- **YOUR GOAL**: What is wanted is every record, duplicated word for word.

[Collected data entries]
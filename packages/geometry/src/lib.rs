#![cfg_attr(feature = "fail-on-warnings", deny(warnings))]
#![warn(clippy::all, clippy::pedantic, clippy::nursery, clippy::cargo)]
#![allow(clippy::multiple_crate_versions, clippy::cargo_common_metadata)]

//! Canonical geometry representation and normalization.
//!
//! Every geometry stored by the dataset stores goes through
//! [`normalize`] first: heterogeneous source shapes (`GeoJSON`
//! points/polygons/multipolygons, in either WGS84 degrees or state-plane
//! feet) come out as a single [`Geometry`] in the canonical CRS
//! (EPSG:2263, NY Long Island state plane, US survey feet) with closed,
//! deduplicated, non-self-intersecting rings. Invalid shapes are rejected
//! here, not discovered later by the resolver.

pub mod normalize;
pub mod projection;

use geo::{Area, BoundingRect, MultiPolygon, Point, Polygon};
use rstar::AABB;
use serde::{Deserialize, Serialize};
use thiserror::Error;

pub use normalize::{RawGeometry, normalize};
pub use projection::wgs84_to_state_plane;

/// Axis-aligned bounding box in canonical (state-plane feet) coordinates.
pub type Aabb = AABB<[f64; 2]>;

/// Coordinate reference system of a source file's raw coordinates.
///
/// Normalization reprojects [`SourceCrs::Wgs84`] input into the canonical
/// CRS; [`SourceCrs::StatePlane`] input is already canonical and passes
/// through untouched, which keeps normalization idempotent.
#[derive(Debug, Clone, Copy, Default, PartialEq, Eq, Serialize, Deserialize)]
#[serde(rename_all = "snake_case")]
pub enum SourceCrs {
    /// EPSG:4326 geographic degrees, `[lon, lat]` order (`GeoJSON` default).
    #[default]
    Wgs84,
    /// EPSG:2263 NY Long Island state plane, US survey feet.
    StatePlane,
}

/// A normalized shape in the canonical CRS.
///
/// Polygon rings are closed, contain at least three distinct vertices,
/// and are free of consecutive duplicates and self-intersections.
#[derive(Debug, Clone, PartialEq)]
pub enum Geometry {
    /// A single location (individual landmarks).
    Point(Point<f64>),
    /// A single closed boundary with optional holes.
    Polygon(Polygon<f64>),
    /// Multiple disjoint boundaries sharing one identity.
    MultiPolygon(MultiPolygon<f64>),
}

impl Geometry {
    /// Bounding box of the shape, as an R-tree envelope.
    #[must_use]
    pub fn envelope(&self) -> Aabb {
        let rect = match self {
            Self::Point(p) => return AABB::from_point([p.x(), p.y()]),
            Self::Polygon(p) => p.bounding_rect(),
            Self::MultiPolygon(mp) => mp.bounding_rect(),
        };
        rect.map_or_else(
            || AABB::from_point([0.0, 0.0]),
            |r| AABB::from_corners([r.min().x, r.min().y], [r.max().x, r.max().y]),
        )
    }

    /// Area in square canonical units (square feet). Zero for points.
    #[must_use]
    pub fn unsigned_area(&self) -> f64 {
        match self {
            Self::Point(_) => 0.0,
            Self::Polygon(p) => p.unsigned_area(),
            Self::MultiPolygon(mp) => mp.unsigned_area(),
        }
    }

    /// The shape as a [`MultiPolygon`], or `None` for points.
    #[must_use]
    pub fn to_multi_polygon(&self) -> Option<MultiPolygon<f64>> {
        match self {
            Self::Point(_) => None,
            Self::Polygon(p) => Some(MultiPolygon(vec![p.clone()])),
            Self::MultiPolygon(mp) => Some(mp.clone()),
        }
    }
}

/// Reasons a raw geometry is rejected during normalization.
///
/// Recorded per-record during ingestion; a single bad record never aborts
/// an import on its own.
#[derive(Debug, Clone, PartialEq, Error)]
pub enum NormalizeError {
    /// Geometry carries no coordinates (or a malformed position).
    #[error("geometry has no usable coordinates")]
    Empty,

    /// A coordinate is NaN or infinite.
    #[error("non-finite coordinate")]
    NonFiniteCoordinate,

    /// A coordinate falls outside the NYC guard envelope, a sign of
    /// corrupt source data or a mislabeled CRS.
    #[error("coordinate ({x}, {y}) is outside the NYC envelope")]
    OutOfEnvelope {
        /// Offending x (or longitude) value, in source units.
        x: f64,
        /// Offending y (or latitude) value, in source units.
        y: f64,
    },

    /// A ring has fewer than three distinct vertices after deduplication.
    #[error("ring has {count} distinct vertices, need at least 3")]
    NotEnoughVertices {
        /// Distinct vertex count found.
        count: usize,
    },

    /// Ring endpoints are too far apart to auto-close.
    #[error("ring endpoints are {gap_ft:.2} ft apart, beyond the close tolerance")]
    UnclosedRing {
        /// Endpoint gap in canonical feet.
        gap_ft: f64,
    },

    /// A ring crosses itself.
    #[error("ring is self-intersecting")]
    SelfIntersection,

    /// Geometry type the engine does not model (lines, collections, ...).
    #[error("unsupported geometry type: {kind}")]
    UnsupportedGeometry {
        /// `GeoJSON` type name of the rejected geometry.
        kind: String,
    },
}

- **RESPONSE**:
filename packages/geometry/src/lib.rs
#![cfg_attr(feature = "fail-on-warnings", deny(warnings))]
#![warn(clippy::all, clippy::pedantic, clippy::nursery, clippy::cargo)]
#![allow(clippy::multiple_crate_versions, clippy::cargo_common_metadata)]

//! Canonical geometry representation and normalization.
//!
//! Every geometry stored by the dataset stores goes through
//! [`normalize`] first: heterogeneous source shapes (`GeoJSON`
//! points/polygons/multipolygons, in either WGS84 degrees or state-plane
//! feet) come out as a single [`Geometry`] in the canonical CRS
//! (EPSG:2263, NY Long Island state plane, US survey feet) with closed,
//! deduplicated, non-self-intersecting rings. Invalid shapes are rejected
//! here, not discovered later by the resolver.

pub mod normalize;
pub mod projection;

use geo::{Area, BoundingRect, MultiPolygon, Point, Polygon};
use rstar::AABB;
use serde::{Deserialize, Serialize};
use thiserror::Error;

pub use normalize::{RawGeometry, normalize};
pub use projection::wgs84_to_state_plane;

/// Axis-aligned bounding box in canonical (state-plane feet) coordinates.
pub type Aabb = AABB<[f64; 2]>;

/// Coordinate reference system of a source file's raw coordinates.
///
/// Normalization reprojects [`SourceCrs::Wgs84`] input into the canonical
/// CRS; [`SourceCrs::StatePlane`] input is already canonical and passes
/// through untouched, which keeps normalization idempotent.
#[derive(Debug, Clone, Copy, Default, PartialEq, Eq, Serialize, Deserialize)]
#[serde(rename_all = "snake_case")]
pub enum SourceCrs {
    /// EPSG:4326 geographic degrees, `[lon, lat]` order (`GeoJSON` default).
    #[default]
    Wgs84,
    /// EPSG:2263 NY Long Island state plane, US survey feet.
    StatePlane,
}

/// A normalized shape in the canonical CRS.
///
/// Polygon rings are closed, contain at least three distinct vertices,
/// and are free of consecutive duplicates and self-intersections.
#[derive(Debug, Clone, PartialEq)]
pub enum Geometry {
    /// A single location (individual landmarks).
    Point(Point<f64>),
    /// A single closed boundary with optional holes.
    Polygon(Polygon<f64>),
    /// Multiple disjoint boundaries sharing one identity.
    MultiPolygon(MultiPolygon<f64>),
}

impl Geometry {
    /// Bounding box of the shape, as an R-tree envelope.
    #[must_use]
    pub fn envelope(&self) -> Aabb {
        let rect = match self {
            Self::Point(p) => return AABB::from_point([p.x(), p.y()]),
            Self::Polygon(p) => p.bounding_rect(),
            Self::MultiPolygon(mp) => mp.bounding_rect(),
        };
        rect.map_or_else(
            || AABB::from_point([0.0, 0.0]),
            |r| AABB::from_corners([r.min().x, r.min().y], [r.max().x, r.max().y]),
        )
    }

    /// Area in square canonical units (square feet). Zero for points.
    #[must_use]
    pub fn unsigned_area(&self) -> f64 {
        match self {
            Self::Point(_) => 0.0,
            Self::Polygon(p) => p.unsigned_area(),
            Self::MultiPolygon(mp) => mp.unsigned_area(),
        }
    }

    /// The shape as a [`MultiPolygon`], or `None` for points.
    #[must_use]
    pub fn to_multi_polygon(&self) -> Option<MultiPolygon<f64>> {
        match self {
            Self::Point(_) => None,
            Self::Polygon(p) => Some(MultiPolygon(vec![p.clone()])),
            Self::MultiPolygon(mp) => Some(mp.clone()),
        }
    }
}

/// Reasons a raw geometry is rejected during normalization.
///
/// Recorded per-record during ingestion; a single bad record never aborts
/// an import on its own.
#[derive(Debug, Clone, PartialEq, Error)]
pub enum NormalizeError {
    /// Geometry carries no coordinates (or a malformed position).
    #[error("geometry has no usable coordinates")]
    Empty,

    /// A coordinate is NaN or infinite.
    #[error("non-finite coordinate")]
    NonFiniteCoordinate,

    /// A coordinate falls outside the NYC guard envelope, a sign of
    /// corrupt source data or a mislabeled CRS.
    #[error("coordinate ({x}, {y}) is outside the NYC envelope")]
    OutOfEnvelope {
        /// Offending x (or longitude) value, in source units.
        x: f64,
        /// Offending y (or latitude) value, in source units.
        y: f64,
    },

    /// A ring has fewer than three distinct vertices after deduplication.
    #[error("ring has {count} distinct vertices, need at least 3")]
    NotEnoughVertices {
        /// Distinct vertex count found.
        count: usize,
    },

    /// Ring endpoints are too far apart to auto-close.
    #[error("ring endpoints are {gap_ft:.2} ft apart, beyond the close tolerance")]
    UnclosedRing {
        /// Endpoint gap in canonical feet.
        gap_ft: f64,
    },

    /// A ring crosses itself.
    #[error("ring is self-intersecting")]
    SelfIntersection,

    /// Geometry type the engine does not model (lines, collections, ...).
    #[error("unsupported geometry type: {kind}")]
    UnsupportedGeometry {
        /// `GeoJSON` type name of the rejected geometry.
        kind: String,
    },
}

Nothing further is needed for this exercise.